The answer must consist solely of the line containing "computed from the" and every line after it in the records below, through the last, each reproduced exactly.

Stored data
###

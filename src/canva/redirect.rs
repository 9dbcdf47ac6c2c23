//! OAuth redirect URI selection based on the request host

use axum::http::HeaderMap;

use crate::config::CanvaConfig;

/// Route Canva redirects to after consent (and the default path for start)
pub const AUTH_PATH: &str = "/api/canva/auth";
/// Alternative redirect route matching the usual Canva app settings
pub const CALLBACK_PATH: &str = "/api/canva/callback";

/// Lower-cased host from `x-forwarded-host`, falling back to `host`
pub fn request_host(headers: &HeaderMap) -> String {
    header_str(headers, "x-forwarded-host")
        .or_else(|| header_str(headers, "host"))
        .unwrap_or_default()
        .to_lowercase()
}

/// Whether the host looks like a production deployment
pub fn is_production_host(config: &CanvaConfig, host: &str) -> bool {
    config
        .prod_host_markers
        .iter()
        .map(|m| m.trim())
        .any(|marker| !marker.is_empty() && host.contains(marker))
}

/// Redirect URI to send to Canva for a request arriving at `route_path`.
///
/// Production hosts use `redirect_uri_prod`, or a URI computed from the
/// forwarded host and protocol when none is configured. Anything else uses
/// the local `redirect_uri`.
pub fn redirect_uri(config: &CanvaConfig, headers: &HeaderMap, route_path: &str) -> String {
    let host = request_host(headers);

    if host.is_empty() || !is_production_host(config, &host) {
        return config.redirect_uri.clone();
    }

    if let Some(uri) = config.redirect_uri_prod.as_deref().filter(|u| !u.is_empty()) {
        return uri.to_string();
    }

    let proto = header_str(headers, "x-forwarded-proto")
        .unwrap_or("https")
        .to_lowercase();
    format!("{proto}://{host}{route_path}")
}

fn header_str<'a>(headers: &'a HeaderMap, name: &str) -> Option<&'a str> {
    headers
        .get(name)
        .and_then(|v| v.to_str().ok())
        .map(str::trim)
        .filter(|v| !v.is_empty())
}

###

• **Solution**
/// Production hosts use `redirect_uri_prod`, or a URI computed from the
/// forwarded host and protocol when none is configured. Anything else uses
/// the local `redirect_uri`.
pub fn redirect_uri(config: &CanvaConfig, headers: &HeaderMap, route_path: &str) -> String {
    let host = request_host(headers);

    if host.is_empty() || !is_production_host(config, &host) {
        return config.redirect_uri.clone();
    }

    if let Some(uri) = config.redirect_uri_prod.as_deref().filter(|u| !u.is_empty()) {
        return uri.to_string();
    }

    let proto = header_str(headers, "x-forwarded-proto")
        .unwrap_or("https")
        .to_lowercase();
    format!("{proto}://{host}{route_path}")
}

fn header_str<'a>(headers: &'a HeaderMap, name: &str) -> Option<&'a str> {
    headers
        .get(name)
        .and_then(|v| v.to_str().ok())
        .map(str::trim)
        .filter(|v| !v.is_empty())
}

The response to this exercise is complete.